All thorough high school, from before they were brothers, before they were even friends, Kurt's often held the answers. Lately, though, he just asks questions. And, since they'd walked back down the platform at the station together, Kurt matching him step-for-step and Blaine trailing behind, Finn just knew. While he's been busy thinking about how not to think, Kurt's been busy thinking.

"None of my answers recommend a performing arts career," Kurt says with a soft little sigh, and Finn wraps his arms around his stepbrother's shoulders and pulls him close with a tight squeeze.

"I don't get it, bro," Finn says, and breaks away to fold his hands behind his head. There's sweat pooling at the base of his neck, damping the back of his hair. "They never gave a reason?"

"Honestly? They didn't need to," Kurt says. "And you? I'm not asking about Pace."

Finn's warm, sticky and burning with heat, but the sensation is strange. Kurt's intense eyes scan him and make him feel like a cold drink he's draining. Kurt's always seeing through him, through every brush of their fingers, every lowering of his head, every word he doesn't say.

"I'm hardly Sherlock Holmes," Kurt says. "Two weeks ago, you said you were going on a road trip. Ostensibly with Puck, except Puck mysteriously had no knowledge of this trip. I'm assuming because he told me he was visiting his cousin in Illinois. Furthermore, until last week, you'd crunch up the yard after your evening run, and now the only noise I hear each evening is the gentle crunch of Doritos."

"Yeah," Finn says, and he cringes at his sigh, so high pitched and so damn pitiful. "Would have been awesome."

"Would have been?" Kurt's always so gentle with him, and Kurt hadn't entirely understood about the Army. He hadn't been happy, but he'd pelted Finn with so many questions, firing everything he could, attempting to at least understand his reasons.

Finn nods. He curls his arm around Kurt's shoulders again, maps the bone there - he doesn't know the name for it, does it even have a name? - with his thumb. Like Kurt had done, for him. At the end of junior year. Kurt Hummel's pretty good year, and if that was a good year for Kurt, for the pair of them? Well.

Kurt tilts his head back. "Too tall?" he says. "Oh, wait. You are colorblind?" There's a light chuckle, the one that indicates there's no poison behind Kurt's words. "Well, that explains why Carole still buys your clothes."

There's going to be sympathy in Kurt's eyes, and sympathy in Kurt's face, but sympathy's not going to help Finn.
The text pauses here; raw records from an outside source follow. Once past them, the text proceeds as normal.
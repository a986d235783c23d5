//! Per-chain frame compositing.
//!
//! The composite seeds from the last rendered buffer, so unlisted zones
//! hold their state. Static zones are re-merged from live zone state
//! under ANIMATION frames (animating a subset must not blank the rest)
//! and under clearing pixel frames (per-zone independence survives
//! transitions). Brightness is the producer's job; the compositor never
//! scales.

use core_color::Rgb;
use core_model::{Frame, FramePayload, Priority, ZoneId, ZoneMapper};
use std::collections::BTreeMap;

/// Live effective colors of zones currently in STATIC mode.
pub type StaticColors = Vec<(ZoneId, Rgb)>;

fn fill_zone(buf: &mut [Rgb], mapper: &ZoneMapper, zone: &ZoneId, color: Rgb) {
    if let Some(span) = mapper.indices(zone) {
        for &idx in span {
            buf[idx] = color;
        }
    }
}

fn merge_static<'a>(
    buf: &mut [Rgb],
    mapper: &ZoneMapper,
    statics: &StaticColors,
    covered: impl Fn(&ZoneId) -> bool + 'a,
) {
    for (zone, color) in statics {
        if !covered(zone) {
            fill_zone(buf, mapper, zone, *color);
        }
    }
}

/// Compose one chain's buffer for `frame` on top of `last_rendered`.
pub fn compose(
    last_rendered: &[Rgb],
    mapper: &ZoneMapper,
    frame: &Frame,
    statics: &StaticColors,
) -> Vec<Rgb> {
    let mut buf = last_rendered.to_vec();
    match &frame.payload {
        FramePayload::FullStrip { color } => {
            buf.fill(*color);
        }
        FramePayload::Zones { zone_colors } => {
            if frame.meta.priority == Priority::Animation {
                merge_static(&mut buf, mapper, statics, |z| zone_colors.contains_key(z));
            }
            for (zone, color) in zone_colors {
                fill_zone(&mut buf, mapper, zone, *color);
            }
        }
        FramePayload::Pixels {
            zone_pixels,
            clear_other_zones,
        } => {
            if *clear_other_zones {
                buf.fill(Rgb::BLACK);
                merge_static(&mut buf, mapper, statics, |z| zone_pixels.contains_key(z));
            } else if frame.meta.priority == Priority::Animation {
                merge_static(&mut buf, mapper, statics, |z| zone_pixels.contains_key(z));
            }
            overlay_pixels(&mut buf, mapper, zone_pixels);
        }
    }
    buf
}

fn overlay_pixels(
    buf: &mut [Rgb],
    mapper: &ZoneMapper,
    zone_pixels: &BTreeMap<ZoneId, Vec<Rgb>>,
) {
    for (zone, pixels) in zone_pixels {
        if let Some(span) = mapper.indices(zone) {
            // span is already in logical order (reversal resolved)
            for (&idx, px) in span.iter().zip(pixels.iter()) {
                buf[idx] = *px;
            }
        }
    }
}

/// Extract per-zone logical spans from a composed chain buffer. Used to
/// snapshot the visible state for transitions.
pub fn zone_spans(buf: &[Rgb], mapper: &ZoneMapper) -> BTreeMap<ZoneId, Vec<Rgb>> {
    mapper
        .zone_ids()
        .iter()
        .map(|zone| {
            let span = mapper
                .indices(zone)
                .map(|idxs| idxs.iter().map(|&i| buf[i]).collect())
                .unwrap_or_default();
            (zone.clone(), span)
        })
        .collect()
}

#[cfg(test)]
mod tests {
    use super::*;
    use core_model::{FrameSource, ZoneConfig};

    fn mapper() -> ZoneMapper {
        let zones = vec![
            ZoneConfig {
                id: ZoneId::from("A"),
                display_name: "A".into(),
                pixel_count: 3,
                enabled: true,
                reversed: false,
                order: 0,
                gpio: 18,
                start_index: 0,
            },
            ZoneConfig {
                id: ZoneId::from("B"),
                display_name: "B".into(),
                pixel_count: 3,
                enabled: true,
                reversed: true,
                order: 1,
                gpio: 18,
                start_index: 3,
            },
        ];
        ZoneMapper::new(&zones, 6).unwrap()
    }

    #[test]
    fn full_strip_overwrites_everything() {
        let frame = Frame::full_strip(Rgb(9, 9, 9), Priority::Manual, FrameSource::Api);
        let out = compose(&[Rgb::BLACK; 6], &mapper(), &frame, &vec![]);
        assert_eq!(out, vec![Rgb(9, 9, 9); 6]);
    }

    #[test]
    fn zone_frame_touches_only_listed_zones() {
        let mut colors = BTreeMap::new();
        colors.insert(ZoneId::from("A"), Rgb(1, 1, 1));
        let frame = Frame::zones(colors, Priority::Manual, FrameSource::Api);
        let seed = vec![Rgb(7, 7, 7); 6];
        let out = compose(&seed, &mapper(), &frame, &vec![]);
        assert_eq!(&out[0..3], &[Rgb(1, 1, 1); 3]);
        assert_eq!(&out[3..6], &[Rgb(7, 7, 7); 3], "unlisted zone holds");
    }

    #[test]
    fn animation_zone_frame_remerges_static_zones() {
        let mut colors = BTreeMap::new();
        colors.insert(ZoneId::from("A"), Rgb(1, 1, 1));
        let frame = Frame::zones(colors, Priority::Animation, FrameSource::Animation);
        // B is static and its live color differs from the stale seed
        let statics = vec![(ZoneId::from("B"), Rgb(5, 5, 5))];
        let out = compose(&[Rgb::BLACK; 6], &mapper(), &frame, &statics);
        assert_eq!(&out[0..3], &[Rgb(1, 1, 1); 3]);
        assert_eq!(&out[3..6], &[Rgb(5, 5, 5); 3]);
    }

    #[test]
    fn pixel_frame_honors_reversed_zones() {
        let mut pixels = BTreeMap::new();
        // logical pixel 0 of B should land on absolute index 5
        pixels.insert(ZoneId::from("B"), vec![Rgb(9, 0, 0), Rgb(0, 9, 0), Rgb(0, 0, 9)]);
        let frame = Frame::pixels(pixels, false, Priority::Animation, FrameSource::Animation);
        let out = compose(&[Rgb::BLACK; 6], &mapper(), &frame, &vec![]);
        assert_eq!(out[5], Rgb(9, 0, 0));
        assert_eq!(out[4], Rgb(0, 9, 0));
        assert_eq!(out[3], Rgb(0, 0, 9));
    }

    #[test]
    fn clearing_pixel_frame_zeroes_unlisted_but_keeps_static() {
        let mut pixels = BTreeMap::new();
        pixels.insert(ZoneId::from("A"), vec![Rgb(1, 1, 1); 3]);
        let frame = Frame::pixels(pixels, true, Priority::Transition, FrameSource::Transition);
        let statics = vec![(ZoneId::from("B"), Rgb(5, 5, 5))];
        let seed = vec![Rgb(7, 7, 7); 6];
        let out = compose(&seed, &mapper(), &frame, &statics);
        assert_eq!(&out[0..3], &[Rgb(1, 1, 1); 3]);
        // B is static: re-merged, not zeroed
        assert_eq!(&out[3..6], &[Rgb(5, 5, 5); 3]);

        // without B in statics the clear zeroes it
        let out = compose(&seed, &mapper(), &frame, &vec![]);
        assert_eq!(&out[3..6], &[Rgb::BLACK; 3]);
    }

    #[test]
    fn short_pixel_span_leaves_tail_untouched() {
        let mut pixels = BTreeMap::new();
        pixels.insert(ZoneId::from("A"), vec![Rgb(1, 1, 1)]);
        let frame = Frame::pixels(pixels, false, Priority::Manual, FrameSource::Api);
        let seed = vec![Rgb(7, 7, 7); 6];
        let out = compose(&seed, &mapper(), &frame, &vec![]);
        assert_eq!(out[0], Rgb(1, 1, 1));
        assert_eq!(out[1], Rgb(7, 7, 7));
    }

    #[test]
    fn zone_spans_round_trip_reversal() {
        let m = mapper();
        let mut buf = vec![Rgb::BLACK; 6];
        buf[5] = Rgb(9, 0, 0);
        let spans = zone_spans(&buf, &m);
        assert_eq!(spans[&ZoneId::from("B")][0], Rgb(9, 0, 0));
    }
}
So, he looks away and stares down his body. Down at his pudgy stomach, his gangly legs, and his stupidly large and stupidly flat feet. Wiggling his toes, he traces the patterns in the rug. Really, he's weak. Kurt had asked him if the Army was right for him, and Kurt will never know just how right it would have been, forcing him to go his own way. Be Army Strong, because his inner strength's never there when it comes to her.

It hurt. It hurt more than the rejection from Pace, because at least he'd been in charge of his destiny; nailing - or not nailing - the audition was in his own hands. It's difficult enough to explain what happened to Kurt. Finn can't throw a bunch of Army abbreviations at his stepbrother. ASVAB (which he had nailed) and MEPS and DEPS and it all ended up being a big can of word soup that Finn wasn't able to finish; he'll never reach the bottom of his bowl.

"Medical stuff," he says, words rasping through dry lips. "Allergies, and things," and he hopes Kurt won't ask questions because the recruiter's answer had been pretty final.

"Well, there's a very easy solution if you want to fix cars, you big lug!" Kurt says, or maybe tells, and his voice is casual, he's clearly been preparing this. "Certification requires two years of full-time employment, but that doesn't preclude you from taking your ASE exams this summer."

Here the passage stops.